═════ Data ═════

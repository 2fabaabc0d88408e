//! Repository records and page types.

use crate::identity::Subject;
use crate::uri::{AtUri, ListHandle};
use chrono::{DateTime, Utc};
use serde::{Deserialize, Serialize};

/// List purpose marking a moderation list.
pub const MODLIST_PURPOSE: &str = "app.bsky.graph.defs#modlist";

/// List purpose marking a curation list.
pub const CURATELIST_PURPOSE: &str = "app.bsky.graph.defs#curatelist";

/// Repository collections touched by the mirror.
#[derive(Debug, Clone, Copy, PartialEq, Eq, Hash)]
pub enum Collection {
    /// `app.bsky.graph.list`: list declarations.
    List,
    /// `app.bsky.graph.listitem`: membership records.
    ListItem,
}

impl Collection {
    /// Returns the collection NSID.
    pub fn nsid(&self) -> &'static str {
        match self {
            Collection::List => "app.bsky.graph.list",
            Collection::ListItem => "app.bsky.graph.listitem",
        }
    }
}

/// An `app.bsky.graph.list` record.
#[derive(Debug, Clone, PartialEq, Serialize, Deserialize)]
#[serde(rename_all = "camelCase")]
pub struct ListRecord {
    /// List purpose (`MODLIST_PURPOSE`, `CURATELIST_PURPOSE`, ...).
    pub purpose: String,
    /// Display name.
    pub name: String,
    /// Free-form description.
    #[serde(default, skip_serializing_if = "Option::is_none")]
    pub description: Option<String>,
    /// Client-declared creation time. Absent on some third-party records.
    #[serde(default, skip_serializing_if = "Option::is_none")]
    pub created_at: Option<DateTime<Utc>>,
}

impl ListRecord {
    /// Creates a moderation list declaration.
    pub fn modlist(
        name: impl Into<String>,
        description: impl Into<String>,
        created_at: DateTime<Utc>,
    ) -> Self {
        Self {
            purpose: MODLIST_PURPOSE.to_string(),
            name: name.into(),
            description: Some(description.into()),
            created_at: Some(created_at),
        }
    }

    /// Returns true if this is a moderation list named `name`.
    pub fn is_modlist_named(&self, name: &str) -> bool {
        self.purpose == MODLIST_PURPOSE && self.name == name
    }
}

/// An `app.bsky.graph.listitem` record: one membership of `subject` in `list`.
#[derive(Debug, Clone, PartialEq, Serialize, Deserialize)]
#[serde(rename_all = "camelCase")]
pub struct ListItemRecord {
    /// The member.
    pub subject: Subject,
    /// The list the membership belongs to.
    pub list: AtUri,
    /// Client-declared creation time.
    #[serde(default, skip_serializing_if = "Option::is_none")]
    pub created_at: Option<DateTime<Utc>>,
}

impl ListItemRecord {
    /// Creates a membership record for `subject` in `list`.
    pub fn new(subject: Subject, list: &ListHandle, created_at: DateTime<Utc>) -> Self {
        Self {
            subject,
            list: list.uri().clone(),
            created_at: Some(created_at),
        }
    }

    /// Returns true if this record places `subject` in `list`.
    pub fn places(&self, subject: &Subject, list: &ListHandle) -> bool {
        &self.subject == subject && &self.list == list.uri()
    }
}

/// A record value, tagged with its `$type`.
#[derive(Debug, Clone, PartialEq, Serialize, Deserialize)]
#[serde(tag = "$type")]
pub enum Record {
    /// A list declaration.
    #[serde(rename = "app.bsky.graph.list")]
    List(ListRecord),
    /// A list membership.
    #[serde(rename = "app.bsky.graph.listitem")]
    ListItem(ListItemRecord),
}

impl Record {
    /// The collection the record is stored in.
    pub fn collection(&self) -> Collection {
        match self {
            Record::List(_) => Collection::List,
            Record::ListItem(_) => Collection::ListItem,
        }
    }
}

/// A record as returned by repository enumeration.
#[derive(Debug, Clone, PartialEq, Serialize, Deserialize)]
pub struct StoredRecord {
    /// Record URI.
    pub uri: AtUri,
    /// Content hash, when the service reports one.
    #[serde(default, skip_serializing_if = "Option::is_none")]
    pub cid: Option<String>,
    /// Record value.
    pub value: Record,
}

impl StoredRecord {
    /// Returns the list declaration, if this is one.
    pub fn as_list(&self) -> Option<&ListRecord> {
        match &self.value {
            Record::List(list) => Some(list),
            Record::ListItem(_) => None,
        }
    }

    /// Returns the membership record, if this is one.
    pub fn as_list_item(&self) -> Option<&ListItemRecord> {
        match &self.value {
            Record::ListItem(item) => Some(item),
            Record::List(_) => None,
        }
    }
}

/// One member of a list, as reported by a membership read.
#[derive(Debug, Clone, PartialEq, Eq)]
pub struct ListItem {
    /// URI of the membership record.
    pub uri: AtUri,
    /// The member.
    pub subject: Subject,
}

/// One page of list members.
#[derive(Debug, Clone, Default, PartialEq, Eq)]
pub struct ListPage {
    /// Members on this page.
    pub items: Vec<ListItem>,
    /// Continuation cursor; `None` on the last page.
    pub cursor: Option<String>,
}

/// One page of repository records.
#[derive(Debug, Clone, Default, PartialEq)]
pub struct RecordPage {
    /// Records on this page.
    pub records: Vec<StoredRecord>,
    /// Continuation cursor; `None` on the last page.
    pub cursor: Option<String>,
}

#[cfg(test)]
mod tests {
    use super::*;
    use chrono::TimeZone;

    fn created_at() -> DateTime<Utc> {
        Utc.with_ymd_and_hms(2025, 4, 21, 12, 0, 0).unwrap()
    }

    #[test]
    fn modlist_record_wire_format() {
        let record = Record::List(ListRecord::modlist(
            "Verified Accounts (modlist)",
            "Auto-synced verified account modlist",
            created_at(),
        ));

        let json = serde_json::to_value(&record).unwrap();
        assert_eq!(json["$type"], "app.bsky.graph.list");
        assert_eq!(json["purpose"], MODLIST_PURPOSE);
        assert_eq!(json["name"], "Verified Accounts (modlist)");
        assert_eq!(json["createdAt"], "2025-04-21T12:00:00Z");
        assert_eq!(record.collection(), Collection::List);
    }

    #[test]
    fn list_item_record_from_service_json() {
        let json = serde_json::json!({
            "uri": "at://did:plc:me/app.bsky.graph.listitem/3kabc",
            "cid": "bafyrei",
            "value": {
                "$type": "app.bsky.graph.listitem",
                "subject": "did:plc:member",
                "list": "at://did:plc:me/app.bsky.graph.list/3lmod",
                "createdAt": "2025-04-21T12:00:00.000Z"
            }
        });

        let stored: StoredRecord = serde_json::from_value(json).unwrap();
        let item = stored.as_list_item().unwrap();
        let list = ListHandle::parse("at://did:plc:me/app.bsky.graph.list/3lmod").unwrap();
        assert!(item.places(&Subject::new("did:plc:member"), &list));
        assert!(!item.places(&Subject::new("did:plc:other"), &list));
        assert!(stored.as_list().is_none());
    }

    #[test]
    fn modlist_match_checks_purpose_and_name() {
        let mut record = ListRecord::modlist("Mirror", "d", created_at());
        assert!(record.is_modlist_named("Mirror"));
        assert!(!record.is_modlist_named("mirror"));

        record.purpose = CURATELIST_PURPOSE.to_string();
        assert!(!record.is_modlist_named("Mirror"));
    }

    #[test]
    fn list_record_without_description() {
        let json = serde_json::json!({
            "$type": "app.bsky.graph.list",
            "purpose": CURATELIST_PURPOSE,
            "name": "Verified",
            "createdAt": "2025-01-01T00:00:00Z"
        });
        let record: Record = serde_json::from_value(json).unwrap();
        match record {
            Record::List(list) => assert!(list.description.is_none()),
            other => panic!("unexpected record: {other:?}"),
        }
    }

    #[test]
    fn list_item_without_created_at() {
        let json = serde_json::json!({
            "$type": "app.bsky.graph.listitem",
            "subject": "did:plc:member",
            "list": "at://did:plc:me/app.bsky.graph.list/3lmod"
        });
        let record: Record = serde_json::from_value(json).unwrap();
        let item = match record {
            Record::ListItem(item) => item,
            other => panic!("unexpected record: {other:?}"),
        };
        assert!(item.created_at.is_none());

        let written = serde_json::to_value(Record::ListItem(item)).unwrap();
        assert!(written.get("createdAt").is_none());
    }
}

═════

- _Problem details_
Go through the listing above and write out exactly the lines starting with the one holding "declaration, if this is one." and running through the one holding "pub struct ListPage", ends included, and no others.

- _Result_
    /// Returns the list declaration, if this is one.
    pub fn as_list(&self) -> Option<&ListRecord> {
        match &self.value {
            Record::List(list) => Some(list),
            Record::ListItem(_) => None,
        }
    }

    /// Returns the membership record, if this is one.
    pub fn as_list_item(&self) -> Option<&ListItemRecord> {
        match &self.value {
            Record::ListItem(item) => Some(item),
            Record::List(_) => None,
        }
    }
}

/// One member of a list, as reported by a membership read.
#[derive(Debug, Clone, PartialEq, Eq)]
pub struct ListItem {
    /// URI of the membership record.
    pub uri: AtUri,
    /// The member.
    pub subject: Subject,
}

/// One page of list members.
#[derive(Debug, Clone, Default, PartialEq, Eq)]
pub struct ListPage {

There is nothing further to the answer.